• THE DATA:
···
use std::fmt;

use serde::Serialize;

// =============================================================================
// SigmaString: string values with wildcard support
// =============================================================================
//
// `*` is a multi-character wildcard and `?` a single-character wildcard.
// A backslash escapes `*`, `?` and itself; before any other character it is
// an ordinary backslash, so Windows paths like `C:\Windows\` survive intact.

/// Wildcard characters that can appear in a Sigma string value.
#[derive(Debug, Clone, Copy, PartialEq, Eq, Serialize)]
pub enum SpecialChar {
    /// `*`
    WildcardMulti,
    /// `?`
    WildcardSingle,
}

/// A run of literal text or a single wildcard inside a [`SigmaString`].
#[derive(Debug, Clone, PartialEq, Eq, Serialize)]
pub enum StringPart {
    Plain(String),
    Special(SpecialChar),
}

/// A Sigma string value split into literal text and wildcards.
///
/// Backends never see the escaped source text; they walk [`parts`] and
/// render literals and wildcards in their own syntax.
///
/// Equality compares [`parts`] only; two spellings of the same value are
/// equal.
///
/// [`parts`]: SigmaString::parts
#[derive(Debug, Clone, Serialize)]
pub struct SigmaString {
    pub parts: Vec<StringPart>,
    pub original: String,
}

impl PartialEq for SigmaString {
    fn eq(&self, other: &Self) -> bool {
        self.parts == other.parts
    }
}

impl Eq for SigmaString {}

impl SigmaString {
    /// Parse a rule value, treating `*` and `?` as wildcards.
    pub fn new(s: &str) -> Self {
        let mut parts = Vec::new();
        let mut literal = String::new();
        let mut chars = s.chars();

        while let Some(c) = chars.next() {
            match c {
                '\\' => match chars.next() {
                    Some(next @ ('*' | '?' | '\\')) => literal.push(next),
                    Some(next) => {
                        literal.push('\\');
                        literal.push(next);
                    }
                    None => literal.push('\\'),
                },
                '*' | '?' => {
                    if !literal.is_empty() {
                        parts.push(StringPart::Plain(std::mem::take(&mut literal)));
                    }
                    parts.push(StringPart::Special(if c == '*' {
                        SpecialChar::WildcardMulti
                    } else {
                        SpecialChar::WildcardSingle
                    }));
                }
                _ => literal.push(c),
            }
        }
        if !literal.is_empty() {
            parts.push(StringPart::Plain(literal));
        }

        SigmaString {
            parts,
            original: s.to_string(),
        }
    }

    /// Take a value verbatim, without wildcard interpretation (`|re` values).
    pub fn from_raw(s: &str) -> Self {
        SigmaString {
            parts: if s.is_empty() {
                Vec::new()
            } else {
                vec![StringPart::Plain(s.to_string())]
            },
            original: s.to_string(),
        }
    }

    /// Build a string from parts, regenerating the escaped source form.
    pub fn from_parts(parts: Vec<StringPart>) -> Self {
        let mut original = String::new();
        for part in &parts {
            match part {
                StringPart::Plain(text) => {
                    for c in text.chars() {
                        if matches!(c, '*' | '?' | '\\') {
                            original.push('\\');
                        }
                        original.push(c);
                    }
                }
                StringPart::Special(SpecialChar::WildcardMulti) => original.push('*'),
                StringPart::Special(SpecialChar::WildcardSingle) => original.push('?'),
            }
        }
        SigmaString { parts, original }
    }

    pub fn is_plain(&self) -> bool {
        self.parts.iter().all(|p| matches!(p, StringPart::Plain(_)))
    }

    pub fn contains_wildcards(&self) -> bool {
        !self.is_plain()
    }

    /// The literal content, or `None` when the value has wildcards.
    pub fn as_plain(&self) -> Option<String> {
        self.is_plain().then(|| self.literal_text())
    }

    /// Literal content with wildcards dropped.
    pub fn literal_text(&self) -> String {
        self.parts
            .iter()
            .filter_map(|p| match p {
                StringPart::Plain(s) => Some(s.as_str()),
                StringPart::Special(_) => None,
            })
            .collect()
    }

    pub fn starts_with_wildcard(&self) -> bool {
        matches!(
            self.parts.first(),
            Some(StringPart::Special(SpecialChar::WildcardMulti))
        )
    }

    pub fn ends_with_wildcard(&self) -> bool {
        matches!(
            self.parts.last(),
            Some(StringPart::Special(SpecialChar::WildcardMulti))
        )
    }

    /// Add a leading and/or trailing `*` unless one is already there.
    ///
    /// This is how `contains`, `startswith` and `endswith` are expressed.
    pub fn with_wildcards(&self, leading: bool, trailing: bool) -> Self {
        let mut parts = self.parts.clone();
        if leading && !self.starts_with_wildcard() {
            parts.insert(0, StringPart::Special(SpecialChar::WildcardMulti));
        }
        if trailing && !self.ends_with_wildcard() {
            parts.push(StringPart::Special(SpecialChar::WildcardMulti));
        }
        SigmaString::from_parts(parts)
    }
}

impl fmt::Display for SigmaString {
    fn fmt(&self, f: &mut fmt::Formatter<'_>) -> fmt::Result {
        write!(f, "{}", self.original)
    }
}

// =============================================================================
// SigmaValue: typed values in detection items
// =============================================================================

/// A typed value from a detection item or keyword list.
#[derive(Debug, Clone, PartialEq, Serialize)]
pub enum SigmaValue {
    String(SigmaString),
    Integer(i64),
    Float(f64),
    Bool(bool),
    Null,
}

impl SigmaValue {
    pub fn from_yaml(v: &serde_yaml::Value) -> Self {
        match v {
            serde_yaml::Value::String(s) => SigmaValue::String(SigmaString::new(s)),
            serde_yaml::Value::Number(n) => match n.as_i64() {
                Some(i) => SigmaValue::Integer(i),
                None => n.as_f64().map_or(SigmaValue::Null, SigmaValue::Float),
            },
            serde_yaml::Value::Bool(b) => SigmaValue::Bool(*b),
            serde_yaml::Value::Null => SigmaValue::Null,
            serde_yaml::Value::Tagged(tagged) => SigmaValue::from_yaml(&tagged.value),
            other => SigmaValue::String(SigmaString::new(&format!("{other:?}"))),
        }
    }

    pub fn from_raw_string(s: &str) -> Self {
        SigmaValue::String(SigmaString::from_raw(s))
    }

    pub fn is_null(&self) -> bool {
        matches!(self, SigmaValue::Null)
    }

    /// Numeric view of the value; numeric strings are accepted.
    pub fn as_f64(&self) -> Option<f64> {
        match self {
            SigmaValue::Integer(i) => Some(*i as f64),
            SigmaValue::Float(f) => Some(*f),
            SigmaValue::String(s) => s.as_plain()?.trim().parse().ok(),
            SigmaValue::Bool(_) | SigmaValue::Null => None,
        }
    }
}

impl fmt::Display for SigmaValue {
    fn fmt(&self, f: &mut fmt::Formatter<'_>) -> fmt::Result {
        match self {
            SigmaValue::String(s) => write!(f, "{s}"),
            SigmaValue::Integer(n) => write!(f, "{n}"),
            SigmaValue::Float(n) => write!(f, "{n}"),
            SigmaValue::Bool(b) => write!(f, "{b}"),
            SigmaValue::Null => write!(f, "null"),
        }
    }
}

#[cfg(test)]
mod tests {
    use super::*;

    #[test]
    fn plain_string_has_no_wildcards() {
        let s = SigmaString::new("hello world");
        assert!(s.is_plain());
        assert_eq!(s.as_plain(), Some("hello world".to_string()));
    }

    #[test]
    fn wildcards_split_parts() {
        let s = SigmaString::new("*admin?");
        assert_eq!(
            s.parts,
            vec![
                StringPart::Special(SpecialChar::WildcardMulti),
                StringPart::Plain("admin".to_string()),
                StringPart::Special(SpecialChar::WildcardSingle),
            ]
        );
    }

    #[test]
    fn escaped_wildcard_is_literal() {
        let s = SigmaString::new(r"C:\Windows\*");
        assert!(s.is_plain());
        assert_eq!(s.as_plain(), Some(r"C:\Windows*".to_string()));
    }

    #[test]
    fn trailing_backslash_is_kept() {
        let s = SigmaString::new(r"C:\Temp\");
        assert_eq!(s.as_plain(), Some(r"C:\Temp\".to_string()));
    }

    #[test]
    fn with_wildcards_does_not_double_up() {
        let s = SigmaString::new("*cmd.exe").with_wildcards(true, true);
        assert_eq!(s.original, "*cmd.exe*");
        assert_eq!(s.parts.len(), 3);
    }

    #[test]
    fn from_parts_escapes_literal_specials() {
        let s = SigmaString::from_parts(vec![
            StringPart::Plain("a*b".to_string()),
            StringPart::Special(SpecialChar::WildcardMulti),
        ]);
        assert_eq!(s.original, r"a\*b*");
        assert_eq!(SigmaString::new(&s.original), s);
    }

    #[test]
    fn equality_ignores_spelling() {
        assert_eq!(SigmaString::new(r"C:\Temp"), SigmaString::new(r"C:\\Temp"));
        assert_ne!(SigmaString::new("a*"), SigmaString::new(r"a\*"));
    }

    #[test]
    fn numeric_view() {
        assert_eq!(SigmaValue::Integer(4688).as_f64(), Some(4688.0));
        assert_eq!(
            SigmaValue::String(SigmaString::new(" 12 ")).as_f64(),
            Some(12.0)
        );
        assert_eq!(SigmaValue::String(SigmaString::new("1*")).as_f64(), None);
        assert_eq!(SigmaValue::Null.as_f64(), None);
    }
}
···
Copy out every line of the listing that contains the string "Display".

• RESULT:
impl fmt::Display for SigmaString {
impl fmt::Display for SigmaValue {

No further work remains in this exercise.